EXERCISE.
The first line of the entries through the line bearing "const QUEUE_CELL_CLASS: &str": copy these lines exactly and return nothing else.

RECORDS SHOWN.
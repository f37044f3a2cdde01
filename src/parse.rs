//! Schedule page parsing: markup in, [`ScheduleSnapshot`] out.
//!
//! The table groups rows by queue. A queue's first row carries the queue
//! cell (class `turnoff-scheduleui-table-queue`) followed by the sub-queue id
//! and the slot cells; the rows after it carry only the sub-queue id and
//! slots. A queue is closed by its sub-queue 2 row.
//!
//! Only the first schedule table in the page is read.

mod markup;

use std::sync::LazyLock;

use regex::Regex;

use crate::model::{InfoBlock, Queue, ScheduleDate, ScheduleSnapshot, StatusCode, SubQueue};

use markup::Token;

const TABLE_CLASS: &str = "turnoff-scheduleui-table";
const QUEUE_CELL_CLASS: &str = "turnoff-scheduleui-table-queue";
const INFO_CLASS: &str = "gpvinfodetail";

static INFO_PATTERN: LazyLock<Regex> = LazyLock::new(|| {
    Regex::new(r"з (\d{2}:\d{2}) по (\d{2}:\d{2}).+?обсязі (\d+(?:\.\d+)?)")
        .expect("info pattern is a valid regex")
});

/// Errors that can occur while parsing a schedule page.
#[derive(Debug, thiserror::Error)]
pub enum ParseError {
    #[error("no schedule table in page")]
    NoScheduleTable,

    #[error("schedule for {0} has no complete queues")]
    EmptySchedule(ScheduleDate),
}

/// One table cell: its class attribute and normalized text.
#[derive(Debug, Clone, Default, PartialEq, Eq)]
pub(crate) struct Cell {
    pub class: String,
    pub text: String,
}

impl Cell {
    fn is_queue_header(&self) -> bool {
        self.class.split_whitespace().any(|c| c == QUEUE_CELL_CLASS)
    }
}

/// Parse a schedule page for `date`.
///
/// Fails when the page has no schedule table, or when the table yields no
/// complete queue.
pub fn parse_schedule(date: ScheduleDate, markup: &str) -> Result<ScheduleSnapshot, ParseError> {
    let rows = schedule_rows(markup).ok_or(ParseError::NoScheduleTable)?;
    let queues = fold_rows(rows);
    if queues.is_empty() {
        return Err(ParseError::EmptySchedule(date));
    }
    Ok(ScheduleSnapshot {
        date,
        info: parse_info(markup),
        queues,
    })
}

/// Row-state carried across the fold: finished queues plus the open one.
#[derive(Default)]
struct RowState {
    done: Vec<Queue>,
    open: Option<Queue>,
}

/// Group table rows into complete queues.
///
/// A queue row opens a new queue, silently dropping any queue still open.
/// Only a follow-up row with sub-queue 2 closes a queue. A follow-up row
/// with no open queue is ignored.
pub(crate) fn fold_rows(rows: impl IntoIterator<Item = Vec<Cell>>) -> Vec<Queue> {
    let state = rows
        .into_iter()
        .filter(|cells| !cells.is_empty())
        .fold(RowState::default(), |state, cells| {
            let RowState { done, open } = state;

            if cells[0].is_queue_header() {
                if let Some(dropped) = open {
                    tracing::debug!(queue = dropped.id, "dropping queue without sub-queue 2");
                }
                let queue = Queue {
                    id: lenient_id(&cells[0].text),
                    subqueues: vec![sub_queue(&cells[1..])],
                };
                return RowState {
                    done,
                    open: Some(queue),
                };
            }

            if let Some(mut queue) = open {
                queue.subqueues.push(sub_queue(&cells));
                close_if_complete(done, queue)
            } else {
                tracing::debug!("ignoring sub-queue row outside a queue");
                RowState { done, open: None }
            }
        });
    state.done
}

/// Move `queue` to `done` if the follow-up row just appended is the terminal one.
fn close_if_complete(mut done: Vec<Queue>, queue: Queue) -> RowState {
    if queue.is_complete() {
        done.push(queue);
        RowState { done, open: None }
    } else {
        RowState {
            done,
            open: Some(queue),
        }
    }
}

/// Build a sub-queue from its id cell followed by slot cells.
fn sub_queue(cells: &[Cell]) -> SubQueue {
    let Some((id, slots)) = cells.split_first() else {
        return SubQueue {
            id: 0,
            slots: Vec::new(),
        };
    };
    SubQueue {
        id: lenient_id(&id.text),
        slots: slots.iter().map(|c| StatusCode::classify(&c.class)).collect(),
    }
}

/// Keep only the digits and parse them. No digits (or overflow) gives 0.
pub(crate) fn lenient_id(text: &str) -> u32 {
    let digits: String = text.chars().filter(char::is_ascii_digit).collect();
    digits.parse().unwrap_or(0)
}

/// Cells of every body row of the first schedule table.
///
/// Returns `None` if the page has no schedule table. Rows in `thead` and
/// `tfoot` are skipped, as are `th` cells.
pub(crate) fn schedule_rows(markup: &str) -> Option<Vec<Vec<Cell>>> {
    let mut toks = markup::tokens(markup);

    toks.by_ref().find(|t| {
        matches!(t, Token::Open { name, attrs } if name == "table" && markup::has_class(attrs, TABLE_CLASS))
    })?;

    let mut rows = Vec::new();
    let mut row: Option<Vec<Cell>> = None;
    let mut cell: Option<Cell> = None;
    let mut nested = 0usize;
    let mut in_head = false;

    for tok in toks {
        match tok {
            Token::Open { name, .. } if name == "table" => nested += 1,
            Token::Close { name } if name == "table" => {
                if nested == 0 {
                    break;
                }
                nested -= 1;
            }
            _ if nested > 0 => {
                if let (Token::Text(text), Some(c)) = (&tok, cell.as_mut()) {
                    c.text.push_str(text);
                }
            }
            Token::Open { name, .. } if name == "thead" || name == "tfoot" => in_head = true,
            Token::Open { name, .. } if name == "tbody" => in_head = false,
            Token::Close { name } if name == "thead" || name == "tfoot" => in_head = false,
            Token::Open { name, .. } if name == "tr" => {
                finish_row(&mut rows, &mut row, &mut cell);
                if !in_head {
                    row = Some(Vec::new());
                }
            }
            Token::Close { name } if name == "tr" => finish_row(&mut rows, &mut row, &mut cell),
            Token::Open { name, attrs } if name == "td" || name == "th" => {
                finish_cell(&mut row, &mut cell);
                if name == "td" && row.is_some() {
                    cell = Some(Cell {
                        class: markup::attr(attrs, "class").unwrap_or_default(),
                        text: String::new(),
                    });
                }
            }
            Token::Close { name } if name == "td" || name == "th" => finish_cell(&mut row, &mut cell),
            Token::Text(text) => {
                if let Some(c) = cell.as_mut() {
                    c.text.push_str(text);
                }
            }
            _ => {}
        }
    }
    finish_row(&mut rows, &mut row, &mut cell);

    Some(rows)
}

fn finish_cell(row: &mut Option<Vec<Cell>>, cell: &mut Option<Cell>) {
    if let (Some(r), Some(mut c)) = (row.as_mut(), cell.take()) {
        c.text = markup::normalize_ws(&markup::decode_entities(&c.text));
        r.push(c);
    }
}

fn finish_row(rows: &mut Vec<Vec<Cell>>, row: &mut Option<Vec<Cell>>, cell: &mut Option<Cell>) {
    finish_cell(row, cell);
    if let Some(r) = row.take() {
        rows.push(r);
    }
}

/// Outage windows from the free-text info blocks, in page order.
pub(crate) fn parse_info(markup: &str) -> Vec<InfoBlock> {
    let text = info_text(markup);
    INFO_PATTERN
        .captures_iter(&text)
        .filter_map(|caps| {
            Some(InfoBlock {
                from: caps[1].to_string(),
                to: caps[2].to_string(),
                volume: caps[3].parse().ok()?,
            })
        })
        .collect()
}

/// Text of every info `div`, joined with spaces.
fn info_text(markup: &str) -> String {
    let mut parts = Vec::new();
    let mut current = String::new();
    // Depth of open divs inside the current info block; 0 = outside.
    let mut depth = 0usize;

    for tok in markup::tokens(markup) {
        match tok {
            Token::Open { name, attrs } if name == "div" => {
                if depth > 0 {
                    depth += 1;
                } else if markup::has_class(attrs, INFO_CLASS) {
                    depth = 1;
                }
            }
            Token::Close { name } if name == "div" && depth > 0 => {
                depth -= 1;
                if depth == 0 {
                    parts.push(markup::normalize_ws(&markup::decode_entities(&current)));
                    current.clear();
                }
            }
            Token::Text(text) if depth > 0 => {
                current.push_str(text);
                current.push(' ');
            }
            _ => {}
        }
    }

    parts.retain(|p| !p.is_empty());
    parts.join(" ")
}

WRITTEN SOLUTION.
repository f37044f3a2cdde01
filename src/parse.rs
//! Schedule page parsing: markup in, [`ScheduleSnapshot`] out.
//!
//! The table groups rows by queue. A queue's first row carries the queue
//! cell (class `turnoff-scheduleui-table-queue`) followed by the sub-queue id
//! and the slot cells; the rows after it carry only the sub-queue id and
//! slots. A queue is closed by its sub-queue 2 row.
//!
//! Only the first schedule table in the page is read.

mod markup;

use std::sync::LazyLock;

use regex::Regex;

use crate::model::{InfoBlock, Queue, ScheduleDate, ScheduleSnapshot, StatusCode, SubQueue};

use markup::Token;

const TABLE_CLASS: &str = "turnoff-scheduleui-table";
const QUEUE_CELL_CLASS: &str = "turnoff-scheduleui-table-queue";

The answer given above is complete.